_Excerpted data_
//! Sample profiles and requirement checklists

#![allow(dead_code)]

use serde_json::json;

use leadgen_pipeline::models::job::{CrawlJob, TriggerSource};
use leadgen_pipeline::models::profile::Profile;
use leadgen_pipeline::models::requirement::{RequirementItem, RequirementSpec};

pub const SITI_URL: &str = "https://www.linkedin.com/in/siti-rahma";
pub const BUDI_URL: &str = "https://www.linkedin.com/in/budi-santoso";
pub const DESK_COLLECTION: &str = "desk_collection";

/// Candidate from the end-to-end scoring example.
pub fn siti() -> Profile {
    serde_json::from_value(json!({
        "profile_url": SITI_URL,
        "name": "Siti Rahma",
        "gender": "female",
        "location": "Bandung",
        "age": 28,
        "experiences": [{
            "title": "Collection Officer",
            "company": "BPR",
            "description": "",
            "duration_text": "3 yr 2 mo"
        }],
        "skills": ["Negotiation"],
        "education": [{"degree": "Diploma"}]
    }))
    .unwrap()
}

/// Sparse profile: estimated age only, no roles or education.
pub fn budi() -> Profile {
    serde_json::from_value(json!({
        "profile_url": BUDI_URL,
        "name": "Budi Santoso",
        "gender": "Male",
        "location": "Jakarta Selatan, DKI Jakarta",
        "estimated_age": {"value": 24, "based_on": "graduation_year"},
        "experiences": [],
        "skills": [{"name": "Customer Service"}, "N/A"],
        "education": []
    }))
    .unwrap()
}

pub fn item(id: &str, kind: &str, value: serde_json::Value) -> RequirementItem {
    RequirementItem::new(id, &format!("{kind} requirement"), kind, value).unwrap()
}

/// The five-item checklist from the end-to-end scoring example.
pub fn desk_collection_spec() -> RequirementSpec {
    RequirementSpec {
        position: "Desk Collection".to_string(),
        requirements: vec![
            item("req_gender", "gender", json!("female")),
            item("req_location", "location", json!("bandung")),
            item("req_age", "age", json!({"min": 20, "max": 35})),
            item("req_experience", "experience", json!(2)),
            item("req_skill", "skill", json!("negotiation")),
        ],
    }
}

pub fn crawl_job(url: &str) -> CrawlJob {
    CrawlJob::new(url, DESK_COLLECTION, TriggerSource::Manual)
}
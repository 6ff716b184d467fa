use metrics_exporter_prometheus::PrometheusHandle;
use sqlx::PgPool;
use std::sync::Arc;

use crate::services::{queue::Broker, stats::Stats};

/// Shared state for the ops routes of both binaries.
#[derive(Clone)]
pub struct AppState {
    pub db: PgPool,
    pub broker: Arc<dyn Broker>,
    pub crawl_stats: Arc<Stats>,
    pub score_stats: Arc<Stats>,
    pub metrics: PrometheusHandle,
}

impl AppState {
    pub fn new(db: PgPool, broker: Arc<dyn Broker>, metrics: PrometheusHandle) -> Self {
        Self {
            db,
            broker,
            crawl_stats: Arc::new(Stats::new("crawl")),
            score_stats: Arc::new(Stats::new("score")),
            metrics,
        }
    }
}
pub mod job;
pub mod lead;
pub mod profile;
pub mod requirement;
pub mod schedule;
pub mod score;
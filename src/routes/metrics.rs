use axum::extract::State;
use axum::response::IntoResponse;

use crate::app_state::AppState;
use crate::services::queue::Topic;

/// GET /metrics: Prometheus exposition, with queue depths sampled on scrape.
pub async fn prometheus_metrics(State(state): State<AppState>) -> impl IntoResponse {
    for topic in [Topic::Crawl, Topic::Score] {
        let label = topic.to_string();
        match state.broker.depth(topic).await {
            Ok(depth) => metrics::gauge!("leadgen_queue_depth", "topic" => label.clone()).set(depth as f64),
            Err(e) => tracing::warn!(topic = %label, error = %e, "Failed to read queue depth"),
        }
        if let Ok(depth) = state.broker.dead_letter_depth(topic).await {
            metrics::gauge!("leadgen_dead_letter_depth", "topic" => label).set(depth as f64);
        }
    }
    state.metrics.render()
}
use garde::Validate;
use serde::Serialize;

use crate::db::StoreError;
use crate::models::job::{CrawlJob, ScoreJob, TriggerSource};
use crate::models::schedule::CrawlSchedule;
use crate::services::leads::LeadStore;
use crate::services::queue::{publish_message, QueueChannel, QueueError, Topic};

/// Path fragment of URLs the crawler cannot handle (sales-navigator pages).
const EXCLUDED_URL_FRAGMENT: &str = "/sales/";

#[derive(Debug, Default, Clone, Copy, PartialEq, Eq, Serialize)]
pub struct DispatchSummary {
    pub published: usize,
    pub skipped: usize,
}

/// Producer side of the pipeline: turns URL lists into crawl jobs and stored
/// leads into score jobs.
pub struct Dispatcher {
    channel: Box<dyn QueueChannel>,
}

impl Dispatcher {
    pub fn new(channel: Box<dyn QueueChannel>) -> Self {
        Self { channel }
    }

    /// Publish one crawl job per usable URL.
    pub async fn dispatch(
        &mut self,
        urls: &[String],
        requirements_id: &str,
        template_id: Option<&str>,
        trigger: TriggerSource,
    ) -> Result<DispatchSummary, DispatchError> {
        if requirements_id.trim().is_empty() {
            return Err(DispatchError::MissingRequirements);
        }

        let mut summary = DispatchSummary::default();
        for url in urls {
            let url = url.trim();
            if url.is_empty() || url.contains(EXCLUDED_URL_FRAGMENT) {
                summary.skipped += 1;
                continue;
            }

            let mut job = CrawlJob::new(url, requirements_id, trigger);
            job.template_id = template_id.map(str::to_string);
            if let Err(report) = job.validate() {
                tracing::warn!(profile_url = url, error = %report, "Skipping invalid profile URL");
                summary.skipped += 1;
                continue;
            }

            publish_message(self.channel.as_mut(), Topic::Crawl, &job).await?;
            summary.published += 1;
        }

        tracing::info!(
            requirements_id,
            trigger = %trigger,
            published = summary.published,
            skipped = summary.skipped,
            "Dispatched crawl jobs"
        );
        Ok(summary)
    }

    /// Dispatch a stored schedule as an automatic run.
    pub async fn dispatch_schedule(
        &mut self,
        schedule: &CrawlSchedule,
    ) -> Result<DispatchSummary, DispatchError> {
        tracing::info!(schedule_id = %schedule.id, name = %schedule.name, "Running crawl schedule");
        self.dispatch(
            &schedule.profile_urls,
            &schedule.requirements_id,
            schedule.template_id.as_deref(),
            TriggerSource::Auto,
        )
        .await
    }

    /// Queue a stored lead for scoring against `requirements_id` without
    /// crawling it again.
    pub async fn rescore(
        &mut self,
        leads: &dyn LeadStore,
        profile_url: &str,
        requirements_id: &str,
    ) -> Result<(), DispatchError> {
        if requirements_id.trim().is_empty() {
            return Err(DispatchError::MissingRequirements);
        }
        let lead = leads
            .get(profile_url)
            .await?
            .ok_or_else(|| DispatchError::LeadNotFound(profile_url.to_string()))?;
        let profile = lead
            .profile_data
            .ok_or_else(|| DispatchError::MissingProfile(profile_url.to_string()))?;

        let mut job = ScoreJob::new(profile, requirements_id);
        job.profile_url = lead.profile_url;
        publish_message(self.channel.as_mut(), Topic::Score, &job).await?;

        tracing::info!(profile_url, requirements_id, "Queued lead for rescoring");
        Ok(())
    }
}

#[derive(Debug, thiserror::Error)]
pub enum DispatchError {
    #[error("requirements id is required")]
    MissingRequirements,

    #[error("No lead stored for {0}")]
    LeadNotFound(String),

    #[error("Lead {0} has no stored profile to rescore")]
    MissingProfile(String),

    #[error(transparent)]
    Queue(#[from] QueueError),

    #[error(transparent)]
    Store(#[from] StoreError),
}
use crate::db::StoreError;
use crate::services::queue::QueueError;
use crate::services::requirements::LookupError;
use crate::services::scraper::ScrapeError;

/// Failure of a single job, classified by how the worker settles it.
#[derive(Debug, thiserror::Error)]
pub enum JobError {
    /// Infrastructure hiccup; the message is requeued with backoff.
    #[error("transient failure: {0}")]
    Transient(String),

    /// The job can never succeed; dead-lettered without retry.
    #[error("permanent failure: {0}")]
    Permanent(String),

    /// The message itself is malformed; dead-lettered without retry.
    #[error("invalid message: {0}")]
    Validation(String),
}

impl JobError {
    pub fn is_transient(&self) -> bool {
        matches!(self, JobError::Transient(_))
    }
}

impl From<StoreError> for JobError {
    fn from(e: StoreError) -> Self {
        if e.is_transient() {
            JobError::Transient(e.to_string())
        } else {
            JobError::Permanent(e.to_string())
        }
    }
}

impl From<QueueError> for JobError {
    fn from(e: QueueError) -> Self {
        match e {
            QueueError::Redis(_) => JobError::Transient(e.to_string()),
            QueueError::Serialize(_) => JobError::Permanent(e.to_string()),
        }
    }
}

impl From<ScrapeError> for JobError {
    fn from(e: ScrapeError) -> Self {
        JobError::Permanent(e.to_string())
    }
}

impl From<LookupError> for JobError {
    fn from(e: LookupError) -> Self {
        match e {
            LookupError::Store(store) => store.into(),
            invalid @ LookupError::Invalid { .. } => JobError::Permanent(invalid.to_string()),
        }
    }
}

impl From<serde_json::Error> for JobError {
    fn from(e: serde_json::Error) -> Self {
        JobError::Validation(e.to_string())
    }
}

impl From<garde::Report> for JobError {
    fn from(report: garde::Report) -> Self {
        JobError::Validation(report.to_string())
    }
}
use async_trait::async_trait;
use serde_json::Value;
use sqlx::{PgPool, Row};

use crate::db::StoreError;
use crate::models::requirement::{RequirementError, RequirementSpec};

/// Lookup of a position's checklist by template / requirements id.
#[async_trait]
pub trait RequirementsRepository: Send + Sync {
    /// `Ok(None)` when no usable checklist exists for `id`.
    async fn find(&self, id: &str) -> Result<Option<RequirementSpec>, LookupError>;
}

#[derive(Debug, thiserror::Error)]
pub enum LookupError {
    #[error(transparent)]
    Store(#[from] StoreError),

    #[error("Stored checklist '{id}' is invalid: {source}")]
    Invalid {
        id: String,
        #[source]
        source: RequirementError,
    },
}

/// Reads checklists from the `search_templates` table.
pub struct PgRequirementsRepository {
    pool: PgPool,
}

impl PgRequirementsRepository {
    pub fn new(pool: PgPool) -> Self {
        Self { pool }
    }
}

#[async_trait]
impl RequirementsRepository for PgRequirementsRepository {
    async fn find(&self, id: &str) -> Result<Option<RequirementSpec>, LookupError> {
        let row = sqlx::query(
            r#"
            SELECT position, requirements
            FROM search_templates
            WHERE id = $1
            "#,
        )
        .bind(id)
        .fetch_optional(&self.pool)
        .await
        .map_err(StoreError::from)?;

        let Some(row) = row else {
            return Ok(None);
        };
        let position: Option<String> = row.try_get("position").map_err(StoreError::from)?;
        let requirements: Option<Value> = row.try_get("requirements").map_err(StoreError::from)?;

        RequirementSpec::from_stored(position.as_deref(), requirements.unwrap_or(Value::Null))
            .map_err(|source| LookupError::Invalid {
                id: id.to_string(),
                source,
            })
    }
}
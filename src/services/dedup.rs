use async_trait::async_trait;
use sqlx::PgPool;

use crate::db::StoreError;

/// Record of profile URLs that already produced a successful crawl.
#[async_trait]
pub trait DedupIndex: Send + Sync {
    async fn seen(&self, profile_url: &str) -> Result<bool, StoreError>;

    /// Record a successful crawl. Returns `false` when the URL was already
    /// marked, e.g. by a concurrent worker.
    async fn mark(&self, profile_url: &str, requirements_id: &str) -> Result<bool, StoreError>;

    /// Undo a mark whose follow-up work could not be published.
    async fn release(&self, profile_url: &str) -> Result<(), StoreError>;
}

/// Dedup index on the `crawled_profiles` table.
pub struct PgDedupIndex {
    pool: PgPool,
}

impl PgDedupIndex {
    pub fn new(pool: PgPool) -> Self {
        Self { pool }
    }
}

#[async_trait]
impl DedupIndex for PgDedupIndex {
    async fn seen(&self, profile_url: &str) -> Result<bool, StoreError> {
        let exists: bool = sqlx::query_scalar(
            "SELECT EXISTS(SELECT 1 FROM crawled_profiles WHERE profile_url = $1)",
        )
        .bind(profile_url)
        .fetch_one(&self.pool)
        .await?;
        Ok(exists)
    }

    async fn mark(&self, profile_url: &str, requirements_id: &str) -> Result<bool, StoreError> {
        let result = sqlx::query(
            r#"
            INSERT INTO crawled_profiles (profile_url, requirements_id)
            VALUES ($1, $2)
            ON CONFLICT (profile_url) DO NOTHING
            "#,
        )
        .bind(profile_url)
        .bind(requirements_id)
        .execute(&self.pool)
        .await?;
        Ok(result.rows_affected() == 1)
    }

    async fn release(&self, profile_url: &str) -> Result<(), StoreError> {
        sqlx::query("DELETE FROM crawled_profiles WHERE profile_url = $1")
            .bind(profile_url)
            .execute(&self.pool)
            .await?;
        Ok(())
    }
}
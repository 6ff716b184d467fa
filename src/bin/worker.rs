use std::sync::Arc;
use std::time::Duration;

use metrics_exporter_prometheus::PrometheusBuilder;
use tokio::task::JoinHandle;
use tracing_subscriber::EnvFilter;

use leadgen_pipeline::{
    app_state::AppState,
    config::AppConfig,
    db,
    pipeline::{shutdown, spawn_pool, CrawlHandler, PoolConfig, RetryPolicy, ScoreHandler},
    routes,
    services::{
        dedup::PgDedupIndex,
        leads::{LeadStore, PgLeadStore},
        queue::{Broker, QueueLayout, RedisBroker},
        requirements::PgRequirementsRepository,
        scraper::HttpScraperFactory,
        stats,
    },
};

#[tokio::main]
async fn main() {
    // Initialize structured logging
    tracing_subscriber::fmt()
        .with_env_filter(
            EnvFilter::try_from_default_env().unwrap_or_else(|_| EnvFilter::new("info")),
        )
        .json()
        .init();

    let config = match AppConfig::from_env() {
        Ok(config) => config,
        Err(e) => {
            tracing::error!(error = %e, "Failed to load configuration");
            std::process::exit(1);
        }
    };

    tracing::info!(role = %config.worker_role, "Starting pipeline worker");

    let prometheus_handle = PrometheusBuilder::new()
        .install_recorder()
        .expect("Failed to install Prometheus metrics recorder");
    stats::describe_metrics();

    tracing::info!("Connecting to PostgreSQL");
    let db_pool = db::init_pool(&config.database_url)
        .await
        .expect("Failed to connect to database");
    db::run_migrations(&db_pool)
        .await
        .expect("Failed to run database migrations");

    tracing::info!("Connecting to Redis job queue");
    let layout = QueueLayout::new(&config.queue_prefix, &config.crawl_queue, &config.scoring_queue);
    let broker: Arc<dyn Broker> = Arc::new(
        RedisBroker::new(&config.redis_url, layout).expect("Failed to initialize job queue"),
    );
    broker.ping().await.expect("Redis is unreachable");

    let state = AppState::new(db_pool.clone(), Arc::clone(&broker), prometheus_handle);
    let leads: Arc<dyn LeadStore> = Arc::new(PgLeadStore::new(db_pool.clone()));

    let (trigger, shutdown) = shutdown::channel();
    tokio::spawn(async move {
        shutdown::wait_for_signal().await;
        tracing::info!("Shutdown signal received, finishing in-flight jobs");
        trigger.trigger();
    });

    let retry = RetryPolicy::new(config.max_retries, Duration::from_millis(config.retry_backoff_ms));
    let receive_timeout = Duration::from_secs(config.receive_timeout_secs);
    let mut workers: Vec<JoinHandle<()>> = Vec::new();

    if config.worker_role.runs_crawl() {
        let scrapers = HttpScraperFactory::new(
            &config.scraper_url,
            Duration::from_secs(config.scraper_timeout_secs),
        )
        .expect("Failed to build scraper client");
        let handler = CrawlHandler::new(
            Arc::new(PgDedupIndex::new(db_pool.clone())),
            Arc::clone(&leads),
            Arc::new(scrapers),
        );
        workers.extend(spawn_pool(
            Arc::clone(&broker),
            Arc::new(handler),
            Arc::clone(&state.crawl_stats),
            PoolConfig {
                name: format!("{}-crawl", config.consumer_name),
                size: config.crawl_workers,
                retry,
                receive_timeout,
            },
            shutdown.clone(),
        ));
    }

    if config.worker_role.runs_score() {
        let handler = ScoreHandler::new(
            Arc::new(PgRequirementsRepository::new(db_pool.clone())),
            Arc::clone(&leads),
        );
        workers.extend(spawn_pool(
            Arc::clone(&broker),
            Arc::new(handler),
            Arc::clone(&state.score_stats),
            PoolConfig {
                name: format!("{}-score", config.consumer_name),
                size: config.score_workers,
                retry,
                receive_timeout,
            },
            shutdown.clone(),
        ));
    }

    let server = {
        let mut server_shutdown = shutdown.clone();
        let bind_addr = config.bind_addr.clone();
        let router = routes::ops_router(state.clone());
        tokio::spawn(async move {
            let stop = async move { server_shutdown.wait().await };
            if let Err(e) = routes::serve(&bind_addr, router, stop).await {
                tracing::error!(error = %e, "Ops server failed");
            }
        })
    };

    for worker in workers {
        if let Err(e) = worker.await {
            tracing::error!(error = %e, "Worker task panicked");
        }
    }
    if let Err(e) = server.await {
        tracing::error!(error = %e, "Ops server task panicked");
    }

    let crawl = state.crawl_stats.snapshot();
    let score = state.score_stats.snapshot();
    tracing::info!(
        crawl_completed = crawl.completed,
        crawl_failed = crawl.failed,
        crawl_skipped = crawl.skipped,
        score_completed = score.completed,
        score_failed = score.failed,
        "Worker stopped"
    );
}
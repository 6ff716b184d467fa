use std::sync::Arc;
use std::time::Duration;

use tokio::task::JoinHandle;
use tokio::time::sleep;

use crate::pipeline::shutdown::Shutdown;
use crate::pipeline::worker::{backoff_delay, JobHandler, RetryPolicy, Worker};
use crate::services::queue::{Broker, QueueError};
use crate::services::stats::Stats;

const RESTART_BASE_DELAY: Duration = Duration::from_secs(1);

#[derive(Debug, Clone)]
pub struct PoolConfig {
    /// Consumer id prefix, unique per process (e.g. `worker-a-crawl`).
    pub name: String,
    pub size: usize,
    pub retry: RetryPolicy,
    pub receive_timeout: Duration,
}

/// Spawn `config.size` supervised workers, each with its own channel.
pub fn spawn_pool(
    broker: Arc<dyn Broker>,
    handler: Arc<dyn JobHandler>,
    stats: Arc<Stats>,
    config: PoolConfig,
    shutdown: Shutdown,
) -> Vec<JoinHandle<()>> {
    tracing::info!(pool = %config.name, size = config.size, "Starting worker pool");
    (1..=config.size)
        .map(|n| {
            let worker_id = format!("{}-{}", config.name, n);
            tokio::spawn(supervise(
                worker_id,
                Arc::clone(&broker),
                Arc::clone(&handler),
                Arc::clone(&stats),
                config.clone(),
                shutdown.clone(),
            ))
        })
        .collect()
}

/// Restart a worker after broker failures until shutdown. Worker ids are
/// stable across restarts so the new run recovers the old processing list.
async fn supervise(
    worker_id: String,
    broker: Arc<dyn Broker>,
    handler: Arc<dyn JobHandler>,
    stats: Arc<Stats>,
    config: PoolConfig,
    mut shutdown: Shutdown,
) {
    let mut failures = 0u32;
    while !shutdown.is_triggered() {
        let run = run_worker(&worker_id, &broker, &handler, &stats, &config, &shutdown).await;
        match run {
            Ok(()) => break,
            Err(e) => {
                let delay = backoff_delay(RESTART_BASE_DELAY, failures);
                failures = failures.saturating_add(1);
                tracing::error!(
                    worker_id = %worker_id,
                    error = %e,
                    restarts = failures,
                    delay_ms = delay.as_millis() as u64,
                    "Worker lost its broker connection, restarting"
                );
                tokio::select! {
                    _ = sleep(delay) => {}
                    _ = shutdown.wait() => break,
                }
            }
        }
    }
    tracing::info!(worker_id = %worker_id, "Worker exited");
}

async fn run_worker(
    worker_id: &str,
    broker: &Arc<dyn Broker>,
    handler: &Arc<dyn JobHandler>,
    stats: &Arc<Stats>,
    config: &PoolConfig,
    shutdown: &Shutdown,
) -> Result<(), QueueError> {
    let channel = broker.open_channel(worker_id).await?;
    Worker::new(
        worker_id,
        channel,
        Arc::clone(handler),
        Arc::clone(stats),
        config.retry,
        config.receive_timeout,
    )
    .run(shutdown.clone())
    .await
}
use serde::{Deserialize, Deserializer, Serialize};
use serde_json::{Map, Value};

/// A scraped candidate profile. `profile_url` is the identity shared with
/// every job and lead derived from it.
#[derive(Debug, Clone, Default, Serialize, Deserialize, PartialEq)]
pub struct Profile {
    #[serde(default, deserialize_with = "nullable_string")]
    pub profile_url: String,

    #[serde(default, deserialize_with = "nullable_string")]
    pub name: String,

    #[serde(default, skip_serializing_if = "Option::is_none")]
    pub gender: Option<String>,

    #[serde(default, skip_serializing_if = "Option::is_none")]
    pub location: Option<String>,

    #[serde(default, deserialize_with = "lenient_age", skip_serializing_if = "Option::is_none")]
    pub age: Option<u32>,

    #[serde(default, skip_serializing_if = "Option::is_none")]
    pub estimated_age: Option<EstimatedAge>,

    #[serde(default, deserialize_with = "nullable_vec")]
    pub experiences: Vec<Experience>,

    #[serde(default, deserialize_with = "nullable_vec")]
    pub skills: Vec<Skill>,

    #[serde(default, deserialize_with = "nullable_vec")]
    pub education: Vec<Education>,

    /// Any other attributes the scraper returned (headline, about, ...).
    #[serde(flatten)]
    pub extra: Map<String, Value>,
}

impl Profile {
    /// Explicit age if known, otherwise the scraper's estimate.
    pub fn resolved_age(&self) -> Option<u32> {
        self.age
            .or_else(|| self.estimated_age.as_ref().and_then(|e| e.value))
    }

    /// Display name, falling back to "Unknown" like the lead table expects.
    pub fn display_name(&self) -> &str {
        let name = self.name.trim();
        if name.is_empty() || name == "N/A" {
            "Unknown"
        } else {
            name
        }
    }

    /// Skill names that carry information (blank and "N/A" entries dropped).
    pub fn skill_names(&self) -> impl Iterator<Item = &str> {
        self.skills
            .iter()
            .map(|s| s.name.trim())
            .filter(|name| !name.is_empty() && !name.eq_ignore_ascii_case("n/a"))
    }
}

/// Age inferred by the scraper, e.g. from graduation year.
#[derive(Debug, Clone, Default, Serialize, PartialEq)]
pub struct EstimatedAge {
    pub value: Option<u32>,
    #[serde(skip_serializing_if = "Option::is_none")]
    pub based_on: Option<String>,
}

#[derive(Deserialize)]
#[serde(untagged)]
enum EstimatedAgeRepr {
    Detailed {
        #[serde(default, alias = "estimated_age")]
        value: Option<Value>,
        #[serde(default)]
        based_on: Option<String>,
    },
    Bare(Value),
}

impl<'de> Deserialize<'de> for EstimatedAge {
    fn deserialize<D: Deserializer<'de>>(deserializer: D) -> Result<Self, D::Error> {
        Ok(match EstimatedAgeRepr::deserialize(deserializer)? {
            EstimatedAgeRepr::Detailed { value, based_on } => EstimatedAge {
                value: value.as_ref().and_then(value_as_u32),
                based_on,
            },
            EstimatedAgeRepr::Bare(value) => EstimatedAge {
                value: value_as_u32(&value),
                based_on: None,
            },
        })
    }
}

#[derive(Debug, Clone, Default, Serialize, PartialEq)]
pub struct Experience {
    pub title: String,
    pub company: String,
    pub description: String,
    /// Free-form tenure such as "3 yr 2 mo".
    pub duration_text: String,
}

/// Scrapers emit `duration_text`, `duration`, or both.
#[derive(Deserialize)]
struct ExperienceRepr {
    #[serde(default, deserialize_with = "nullable_string")]
    title: String,
    #[serde(default, deserialize_with = "nullable_string")]
    company: String,
    #[serde(default, deserialize_with = "nullable_string")]
    description: String,
    #[serde(default, deserialize_with = "nullable_string")]
    duration_text: String,
    #[serde(default, deserialize_with = "nullable_string")]
    duration: String,
}

impl<'de> Deserialize<'de> for Experience {
    fn deserialize<D: Deserializer<'de>>(deserializer: D) -> Result<Self, D::Error> {
        let repr = ExperienceRepr::deserialize(deserializer)?;
        let duration_text = if repr.duration_text.trim().is_empty() {
            repr.duration
        } else {
            repr.duration_text
        };
        Ok(Experience {
            title: repr.title,
            company: repr.company,
            description: repr.description,
            duration_text,
        })
    }
}

impl Experience {
    /// Lower-cased "title company description" used for keyword matching.
    pub fn search_text(&self) -> String {
        format!("{} {} {}", self.title, self.company, self.description).to_lowercase()
    }
}

#[derive(Debug, Clone, Default, Serialize, PartialEq)]
pub struct Skill {
    pub name: String,
}

#[derive(Deserialize)]
#[serde(untagged)]
enum SkillRepr {
    Plain(String),
    Named {
        #[serde(default)]
        name: Option<String>,
    },
}

impl<'de> Deserialize<'de> for Skill {
    fn deserialize<D: Deserializer<'de>>(deserializer: D) -> Result<Self, D::Error> {
        let name = match SkillRepr::deserialize(deserializer)? {
            SkillRepr::Plain(name) => name,
            SkillRepr::Named { name } => name.unwrap_or_default(),
        };
        Ok(Skill { name })
    }
}

impl From<&str> for Skill {
    fn from(name: &str) -> Self {
        Skill {
            name: name.to_string(),
        }
    }
}

#[derive(Debug, Clone, Default, Serialize, Deserialize, PartialEq)]
pub struct Education {
    #[serde(default, deserialize_with = "nullable_string")]
    pub degree: String,

    #[serde(default, skip_serializing_if = "Option::is_none")]
    pub school: Option<String>,

    #[serde(default, alias = "field", skip_serializing_if = "Option::is_none")]
    pub field_of_study: Option<String>,
}

/// Interpret a JSON number or numeric string as a whole, non-negative count.
pub(crate) fn value_as_u32(value: &Value) -> Option<u32> {
    match value {
        Value::Number(n) => n
            .as_u64()
            .or_else(|| n.as_f64().filter(|f| *f >= 0.0).map(|f| f.trunc() as u64))
            .and_then(|n| u32::try_from(n).ok()),
        Value::String(s) => {
            let s = s.trim();
            s.parse::<u32>()
                .ok()
                .or_else(|| s.parse::<f64>().ok().filter(|f| *f >= 0.0).map(|f| f.trunc() as u32))
        }
        _ => None,
    }
}

fn nullable_string<'de, D: Deserializer<'de>>(deserializer: D) -> Result<String, D::Error> {
    Ok(Option::<String>::deserialize(deserializer)?.unwrap_or_default())
}

fn nullable_vec<'de, D, T>(deserializer: D) -> Result<Vec<T>, D::Error>
where
    D: Deserializer<'de>,
    T: Deserialize<'de>,
{
    Ok(Option::<Vec<T>>::deserialize(deserializer)?.unwrap_or_default())
}

fn lenient_age<'de, D: Deserializer<'de>>(deserializer: D) -> Result<Option<u32>, D::Error> {
    Ok(Option::<Value>::deserialize(deserializer)?
        .as_ref()
        .and_then(value_as_u32))
}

_The problem_
Give the number of lines in the listing that include the word "location", without any added words.

_Your response_
4